_DATA PROVIDED_
--

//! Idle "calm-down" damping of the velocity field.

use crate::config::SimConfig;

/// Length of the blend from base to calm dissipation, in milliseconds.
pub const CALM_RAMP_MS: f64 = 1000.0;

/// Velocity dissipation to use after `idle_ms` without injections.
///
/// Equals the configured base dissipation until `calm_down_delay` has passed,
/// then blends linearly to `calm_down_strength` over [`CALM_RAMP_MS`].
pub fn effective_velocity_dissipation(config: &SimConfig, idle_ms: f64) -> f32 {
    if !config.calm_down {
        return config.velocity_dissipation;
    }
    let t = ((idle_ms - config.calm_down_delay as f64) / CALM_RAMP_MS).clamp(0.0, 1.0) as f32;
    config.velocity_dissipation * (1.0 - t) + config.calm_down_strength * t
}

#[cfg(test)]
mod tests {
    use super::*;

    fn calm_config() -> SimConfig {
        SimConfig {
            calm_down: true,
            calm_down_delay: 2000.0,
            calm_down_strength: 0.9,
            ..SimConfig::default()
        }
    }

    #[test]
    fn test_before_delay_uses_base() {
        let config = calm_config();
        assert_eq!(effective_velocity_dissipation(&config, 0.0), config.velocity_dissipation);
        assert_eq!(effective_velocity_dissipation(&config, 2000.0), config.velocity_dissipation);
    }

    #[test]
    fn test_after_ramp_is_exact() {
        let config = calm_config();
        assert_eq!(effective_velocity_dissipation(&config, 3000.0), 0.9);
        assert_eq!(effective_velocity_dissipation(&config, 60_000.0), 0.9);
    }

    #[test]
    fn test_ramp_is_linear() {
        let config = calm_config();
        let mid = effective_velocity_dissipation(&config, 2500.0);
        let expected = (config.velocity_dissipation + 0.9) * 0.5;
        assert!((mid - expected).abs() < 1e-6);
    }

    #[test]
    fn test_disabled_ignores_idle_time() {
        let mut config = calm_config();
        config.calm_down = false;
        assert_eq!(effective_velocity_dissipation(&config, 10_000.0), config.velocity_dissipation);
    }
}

--

_WORK TO COMPLETE_
Output, exactly and with nothing else, the lines from the line containing "let expected = (config.velocity_dissipation" to the end of the entries.

_EXERCISE RESULT_
        let expected = (config.velocity_dissipation + 0.9) * 0.5;
        assert!((mid - expected).abs() < 1e-6);
    }

    #[test]
    fn test_disabled_ignores_idle_time() {
        let mut config = calm_config();
        config.calm_down = false;
        assert_eq!(effective_velocity_dissipation(&config, 10_000.0), config.velocity_dissipation);
    }
}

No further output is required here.